Another way of dealing with collisions is known as chaining. Here, each hash table entry contains a pointer to a list of colliding elements. The lists are created in a collection. Deletion is more easily implemented under chaining. A linear search is used within a list. Provided the hash function is good, each list is kept short and the operations are fast. See the chapter on lists for the necessary techniques.
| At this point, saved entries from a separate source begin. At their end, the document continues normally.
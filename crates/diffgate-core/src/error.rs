//! Environment error taxonomy for diffgate.
//!
//! Policy violations are never errors; they are collected as
//! [`Diagnostic`](crate::diagnostic::Diagnostic)s. Everything here aborts the
//! invocation.

/// Fatal errors that abort a gate run.
#[derive(Debug, thiserror::Error)]
pub enum GateError {
    #[error("git error: {0}")]
    GitError(String),

    #[error("no resolvable HEAD revision")]
    NoHead,

    #[error("invalid pattern '{pattern}': {reason}")]
    InvalidPattern { pattern: String, reason: String },

    #[error("parse error in {file}: {reason}")]
    Parse { file: String, reason: String },

    #[error("digest mismatch: expected {expected}, got {actual}")]
    DigestMismatch { expected: String, actual: String },

    #[error("serialization error: {0}")]
    Serialization(#[from] serde_json::Error),

    #[error("walk error: {0}")]
    Walk(#[from] walkdir::Error),

    #[error("io error: {0}")]
    Io(#[from] std::io::Error),
}

/// Result type for diffgate operations.
pub type Result<T> = std::result::Result<T, GateError>;
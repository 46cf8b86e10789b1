//! diffgate Core Library
//!
//! Semantic change gates for CI: classify the lines of a revision diff,
//! require companion artifacts for meaningful changes, and scan the source
//! tree for forbidden dependencies and privacy violations.

pub mod classify;
pub mod config;
pub mod coverage;
pub mod diagnostic;
pub mod diff;
pub mod doc_lint;
pub mod doc_update;
pub mod error;
pub mod gate;
pub mod matcher;
pub mod metrics;
pub mod obs;
pub mod report;
pub mod revision;
pub mod runner;
pub mod telemetry;
pub mod tracked;
pub mod vcs;
pub mod zone;

pub use classify::{ClassifierKind, LineClassifier};
pub use config::{GateKind, PolicyConfig, DEFAULT_BASE_REF};
pub use coverage::{CoveragePolicy, CoverageSummary};
pub use diagnostic::{Diagnostic, PolicyOutcome};
pub use diff::{parse_unified_diff, ChangedFile, DiffExtractor, DiffLine, Sign};
pub use doc_lint::DocLintPolicy;
pub use doc_update::{doc_signals, is_substantive, DocSignals};
pub use error::{GateError, Result};
pub use gate::{
    evaluate_domain, ArtifactKind, ArtifactRequirement, DomainPolicy, RequirementMode, Trigger,
};
pub use matcher::{GlobPattern, PathMatcher, PathSet};
pub use obs::RunSpan;
pub use report::{new_run_id, read_report, write_report, PolicyReport};
pub use revision::RevisionResolver;
pub use runner::{PolicyRunner, RunReport};
pub use telemetry::init_tracing;
pub use tracked::TrackedFilePolicy;
pub use vcs::{GitCli, MemoryVcs, Revision, Vcs};
pub use zone::{scan_zone, ForbiddenPattern, ForbiddenToken, RequiredMarker, ZonePolicy};

/// Crate version, as reported by `diffgate --version`.
pub const VERSION: &str = env!("CARGO_PKG_VERSION");
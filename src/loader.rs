//! CSV loading of polylines.
//!
//! Each row of the input file becomes one [`Polyline`], every field parsed
//! as a floating-point number and multiplied by the zoom factor. Parsing is
//! all-or-nothing: the first bad field fails the whole load.

use crate::error::{PlotError, Result};
use crate::polyline::{LineSet, Polyline};
use crate::zoom::ZoomFactor;
use csv::{ReaderBuilder, StringRecord, Trim};
use log::{debug, info};
use std::fs::File;
use std::io::{BufReader, Read};
use std::path::Path;

/// Loads polylines from comma-separated text.
///
/// The input has no header row. Rows may have any number of fields,
/// quoted fields follow the usual CSV rules and whitespace around a
/// number is ignored.
///
/// # Blank Rows
///
/// A blank line yields an empty polyline so that the returned set has one
/// entry per row of the file. A single trailing newline ends the last row
/// and does not count as a blank row.
#[derive(Debug, Clone, Copy, Default)]
pub struct LineLoader {
    zoom: ZoomFactor,
}

impl LineLoader {
    /// Creates a loader that scales every value by `zoom`.
    pub fn new(zoom: ZoomFactor) -> Self {
        LineLoader { zoom }
    }

    /// Opens and loads the file at `path`.
    ///
    /// Failing to open or read the file is a [`PlotError::FileAccess`]. The
    /// file is closed before parsing starts, whatever the outcome.
    pub fn load_path<P: AsRef<Path>>(&self, path: P) -> Result<LineSet> {
        let path = path.as_ref();
        let data = {
            let file = File::open(path).map_err(|source| PlotError::FileAccess {
                path: path.to_path_buf(),
                source,
            })?;
            let mut data = Vec::new();
            BufReader::new(file)
                .read_to_end(&mut data)
                .map_err(|source| PlotError::FileAccess {
                    path: path.to_path_buf(),
                    source,
                })?;
            data
        };

        let lines = self.parse(&data)?;
        info!(
            "Loaded {} polylines from {} (zoom {})",
            lines.len(),
            path.display(),
            self.zoom
        );
        Ok(lines)
    }

    /// Loads polylines from any reader.
    pub fn load_reader<R: Read>(&self, mut reader: R) -> Result<LineSet> {
        let mut data = Vec::new();
        reader.read_to_end(&mut data)?;
        self.parse(&data)
    }

    /// Parses raw CSV bytes.
    ///
    /// The csv reader silently skips blank lines, so the bytes consumed by
    /// each read are inspected to put the skipped rows back.
    fn parse(&self, data: &[u8]) -> Result<LineSet> {
        let mut csv_reader = ReaderBuilder::new()
            .has_headers(false)
            .flexible(true)
            .trim(Trim::All)
            .from_reader(data);

        let mut lines = LineSet::new();
        let mut record = StringRecord::new();
        let mut consumed = 0;
        let mut ended_with_cr = false;

        loop {
            let more = csv_reader.read_record(&mut record)?;
            let end = (csv_reader.position().byte() as usize).min(data.len());
            let span = &data[consumed..end];

            for _ in 0..count_blank_lines(span, ended_with_cr) {
                debug!("Row {}: blank", lines.len() + 1);
                lines.push(Polyline::default());
            }

            if !more {
                break;
            }

            ended_with_cr = span.last() == Some(&b'\r');
            consumed = end;

            let row = lines.len() + 1;
            let polyline = self.parse_record(&record, row)?;
            debug!("Row {}: {} values", row, polyline.len());
            lines.push(polyline);
        }

        Ok(lines)
    }

    /// Converts one record, scaling each field. `row` is 1-based.
    fn parse_record(&self, record: &StringRecord, row: usize) -> Result<Polyline> {
        record
            .iter()
            .enumerate()
            .map(|(idx, field)| {
                field
                    .parse::<f64>()
                    .map(|value| self.zoom.apply(value))
                    .map_err(|source| PlotError::InvalidNumber {
                        row,
                        field: idx + 1,
                        value: field.to_string(),
                        source,
                    })
            })
            .collect::<Result<Vec<f64>>>()
            .map(Polyline::new)
    }
}

/// Counts the line terminators at the start of `span`.
///
/// A record never starts with a terminator, so any leading ones belong to
/// blank lines the csv reader skipped. When the previous read stopped right
/// after a `\r`, a leading `\n` completes that `\r\n` and is not a line.
fn count_blank_lines(span: &[u8], ended_with_cr: bool) -> usize {
    let mut idx = if ended_with_cr && span.first() == Some(&b'\n') {
        1
    } else {
        0
    };
    let mut count = 0;

    while idx < span.len() {
        match span[idx] {
            b'\n' => idx += 1,
            b'\r' if span.get(idx + 1) == Some(&b'\n') => idx += 2,
            b'\r' => idx += 1,
            _ => break,
        }
        count += 1;
    }

    count
}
The hash function randomises the order in which elements are stored in the hash table. This makes it difficult to process the elements sequentially and may rule against the use of a hash table in some applications.

Notes

See Rabin's [String Searching] algorithm for an application of hashing.

Tables by Tree Structures

Various tree-based data-structures can be used to implement tables efficiently, e.g.

Exercises

A table is implemented by an array of 1000 elements; initially there are 600 members. What are the approximate relative efficiencies of using
1. linear search and an unsorted array
2. binary search and a sorted array
3. hashing
under the following circumstances
1. 1000 insertions, 1000 deletions and 1000 lookups (interleaved)
2. 100 insertions, 100 deletions and 2800 lookups (interleaved)
Implement a delete operator for a hash table under linear-probing. Think carefully about what happens if x and y collide, and the sequence
```
insert(x,T); insert(y,T); delete(x,T); lookup(y,T)
```
is performed. One possible technique is to mark entries such as x as `deleted'. Search terminates at an empty array slot but continues over a deleted slot. Performance may deteriorate if there are many deletions. Think of other techniques.
Long: Implement a small data base of telephone numbers. The key type is a name, assumed unique. The associated data is a telephone number of up to 10 digits.

The data base commands are:

I name number -- insert a new entry

D name -- delete an entry

P name -- print the number associated with name

(i) Implement a suitable table as a class or module (depending on your programming language) which uses a hash-table internally and exports the table operations.
(ii) Implement an alternative table class/module which uses a sorted array and binary-search internally and exports the table operations.
(iii) Implement a command processor which makes use of a table class/module. Ideally each part should be carried out by a different programmer. Consider the issue of errors, such as trying to print a missing entry, and fully specify the module interface before starting to write code. Test the components in isolation before putting them together into a complete system.